- Citizenship: Ugandan
- Occupation: Member of parliament
- Employer: Parliament of Uganda
- Successor: Karubanga Jacob Atenyi
- Political party: National Resistance Movement

= Jack Odur Lutanywa =

Ugandan politician

Jack Odur Lutanywa is a Ugandan politician who Served as Member of Parliament of Kibanda South County in Kiryandong District in The Tenth Parliament of Uganda. Representing the National Resistance Movement, the party in power. He lost to Karubanga Jacob Atenyi in the 2021 Parliamentary Elections of Kibanda South constituency.

In 2020 Jack Odur Lutanywa tabled before Parliament a Constitutional Amendment Bill seeking the recognition of the Maragoli as one of the indigenous tribes in Uganda.

== Political career ==
Lutanywa was elected MP for Kibanda South County in Kiryandongo District and served in the tenth Parliament of Uganda (2016-2021) representing the National Resistance Movement (NRM).

As MP, he participatesd in parliamentary business, including debates, and bills forexample in the Ugandan Parliament's discussions on mobile money regulations and transaction limits. He supported the motion opposing changes while emphasizing broader applicability to all Ugandans.

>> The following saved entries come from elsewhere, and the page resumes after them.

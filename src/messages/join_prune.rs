// SPDX-License-Identifier: Apache-2.0 OR MIT
//! Join/Prune message body, shared by Graft and Graft-Ack.

use std::net::Ipv4Addr;

use bytes::BufMut;

use crate::{DecodeError, SourceGroupPair};

use super::{encoded, Cursor};

/// One group entry: the joined and pruned source lists for a group
#[derive(Debug, Clone, PartialEq, Eq)]
pub struct GroupEntry {
    pub group: Ipv4Addr,
    pub group_mask_len: u8,
    pub joined: Vec<Ipv4Addr>,
    pub pruned: Vec<Ipv4Addr>,
}

impl GroupEntry {
    fn size(&self) -> usize {
        encoded::GROUP_SIZE + 4 + encoded::SOURCE_SIZE * (self.joined.len() + self.pruned.len())
    }
}

/// Join/Prune body: an upstream neighbor, a hold time, and per-group
/// source lists. Grafts and Graft-Acks carry the same layout with the
/// hold time ignored.
#[derive(Debug, Clone, PartialEq, Eq)]
pub struct JoinPruneMessage {
    /// The neighbor this message is addressed to, even when multicast
    pub upstream_neighbor: Ipv4Addr,
    /// Seconds the receiver should hold the prune state
    pub holdtime_secs: u16,
    pub groups: Vec<GroupEntry>,
}

impl JoinPruneMessage {
    /// A single-source join
    pub fn join(upstream_neighbor: Ipv4Addr, sg: SourceGroupPair) -> Self {
        Self::single(upstream_neighbor, sg, 0, true)
    }

    /// A single-source prune with the given hold time
    pub fn prune(upstream_neighbor: Ipv4Addr, sg: SourceGroupPair, holdtime_secs: u16) -> Self {
        Self::single(upstream_neighbor, sg, holdtime_secs, false)
    }

    fn single(
        upstream_neighbor: Ipv4Addr,
        sg: SourceGroupPair,
        holdtime_secs: u16,
        join: bool,
    ) -> Self {
        let (joined, pruned) = if join {
            (vec![sg.source], Vec::new())
        } else {
            (Vec::new(), vec![sg.source])
        };
        Self {
            upstream_neighbor,
            holdtime_secs,
            groups: vec![GroupEntry {
                group: sg.group,
                group_mask_len: 32,
                joined,
                pruned,
            }],
        }
    }

    /// All (S,G) pairs on the joined side
    pub fn joins(&self) -> impl Iterator<Item = SourceGroupPair> + '_ {
        self.groups.iter().flat_map(|entry| {
            entry.joined.iter().map(move |source| SourceGroupPair {
                source: *source,
                group: entry.group,
            })
        })
    }

    /// All (S,G) pairs on the pruned side
    pub fn prunes(&self) -> impl Iterator<Item = SourceGroupPair> + '_ {
        self.groups.iter().flat_map(|entry| {
            entry.pruned.iter().map(move |source| SourceGroupPair {
                source: *source,
                group: entry.group,
            })
        })
    }

    pub(crate) fn body_size(&self) -> usize {
        encoded::UNICAST_SIZE + 4 + self.groups.iter().map(GroupEntry::size).sum::<usize>()
    }

    pub(crate) fn encode_body(&self, buf: &mut Vec<u8>) {
        encoded::put_unicast(buf, self.upstream_neighbor);
        buf.put_u8(0); // Reserved
        buf.put_u8(self.groups.len() as u8);
        buf.put_u16(self.holdtime_secs);
        for entry in &self.groups {
            encoded::put_group(buf, entry.group, entry.group_mask_len);
            buf.put_u16(entry.joined.len() as u16);
            buf.put_u16(entry.pruned.len() as u16);
            for source in &entry.joined {
                encoded::put_source(buf, *source, 32);
            }
            for source in &entry.pruned {
                encoded::put_source(buf, *source, 32);
            }
        }
    }

    pub(crate) fn decode_body(cursor: &mut Cursor<'_>) -> Result<Self, DecodeError> {
        let upstream_neighbor = encoded::read_unicast(cursor)?;
        cursor.read_u8()?; // Reserved
        let group_count = cursor.read_u8()? as usize;
        let holdtime_secs = cursor.read_u16()?;

        let mut groups = Vec::with_capacity(group_count);
        for _ in 0..group_count {
            let (group, group_mask_len) = encoded::read_group(cursor)?;
            let joined_count = cursor.read_u16()? as usize;
            let pruned_count = cursor.read_u16()? as usize;
            let mut joined = Vec::with_capacity(joined_count);
            for _ in 0..joined_count {
                let (source, _) = encoded::read_source(cursor)?;
                joined.push(source);
            }
            let mut pruned = Vec::with_capacity(pruned_count);
            for _ in 0..pruned_count {
                let (source, _) = encoded::read_source(cursor)?;
                pruned.push(source);
            }
            groups.push(GroupEntry {
                group,
                group_mask_len,
                joined,
                pruned,
            });
        }
        Ok(Self {
            upstream_neighbor,
            holdtime_secs,
            groups,
        })
    }
}
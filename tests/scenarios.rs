// SPDX-License-Identifier: Apache-2.0 OR MIT
//! End-to-end protocol scenarios driven through the public engine API.
//!
//! Each test builds a small topology (interfaces, neighbors, a unicast
//! route), feeds wire-encoded packets and timer expiries to the engine,
//! and checks the packets and timers it asks for in return.

use std::collections::HashMap;
use std::net::Ipv4Addr;
use std::sync::{Arc, Mutex};
use std::time::{Duration, Instant};

use pimdm::engine::PimDmEngine;
use pimdm::logging::Logger;
use pimdm::messages::{AssertMessage, HelloMessage, JoinPruneMessage, PimMessage};
use pimdm::rib::{UnicastRib, UnicastRoute};
use pimdm::timers::TimerType;
use pimdm::{
    InterfaceId, PacketEnvelope, PimDmConfig, PimDmEvent, SourceGroupPair, ALL_PIM_ROUTERS,
};

/// Unicast RIB whose routes can be changed mid-test to model convergence
#[derive(Debug, Clone, Default)]
struct SharedRib {
    routes: Arc<Mutex<HashMap<Ipv4Addr, UnicastRoute>>>,
}

impl SharedRib {
    fn set_route(&self, destination: Ipv4Addr, interface: InterfaceId, next_hop: Ipv4Addr) {
        self.routes.lock().unwrap().insert(
            destination,
            UnicastRoute {
                interface,
                next_hop,
                directly_connected: false,
            },
        );
    }
}

impl UnicastRib for SharedRib {
    fn route_to(&self, destination: Ipv4Addr) -> Option<UnicastRoute> {
        self.routes.lock().unwrap().get(&destination).copied()
    }

    fn metric_preference(&self, _interface: InterfaceId) -> u32 {
        101
    }

    fn route_metric(&self, _interface: InterfaceId, _destination: Ipv4Addr) -> u32 {
        20
    }
}

fn sg() -> SourceGroupPair {
    SourceGroupPair::new("192.0.2.1".parse().unwrap(), "239.1.1.1".parse().unwrap())
}

fn addr(s: &str) -> Ipv4Addr {
    s.parse().unwrap()
}

struct Topology {
    engine: PimDmEngine,
    rib: SharedRib,
    upstream_if: InterfaceId,
    downstream_if: InterfaceId,
    now: Instant,
}

/// Two interfaces: eth0 (10.0.0.1) toward the source via next hop 10.0.0.9,
/// eth1 (10.0.1.1) downstream.
fn topology() -> Topology {
    let rib = SharedRib::default();
    rib.set_route(sg().source, InterfaceId(0), addr("10.0.0.9"));
    let mut engine = PimDmEngine::with_seed(
        PimDmConfig::default(),
        Box::new(rib.clone()),
        Logger::disabled(),
        99,
    );
    let now = Instant::now();
    let (upstream_if, _) = engine.enable_interface("eth0", addr("10.0.0.1"), now);
    let (downstream_if, _) = engine.enable_interface("eth1", addr("10.0.1.1"), now);
    assert_eq!(upstream_if, InterfaceId(0));
    Topology {
        engine,
        rib,
        upstream_if,
        downstream_if,
        now,
    }
}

== Constitutional amendment initiative ==
In 2020 and early 2021, Lutanywa tabled a Private Member's Bill in Parliament seeking to amend the 1995 Constitution of Uganda to officially recognise the Maragoli community (a group of people of Kenyan origin residing in parts of Western Uganda) as indigenous community in Uganda. The proposal aimed to add the Maragoli to the third schedule of the Constitution to enable them full access to citizenship rights and services.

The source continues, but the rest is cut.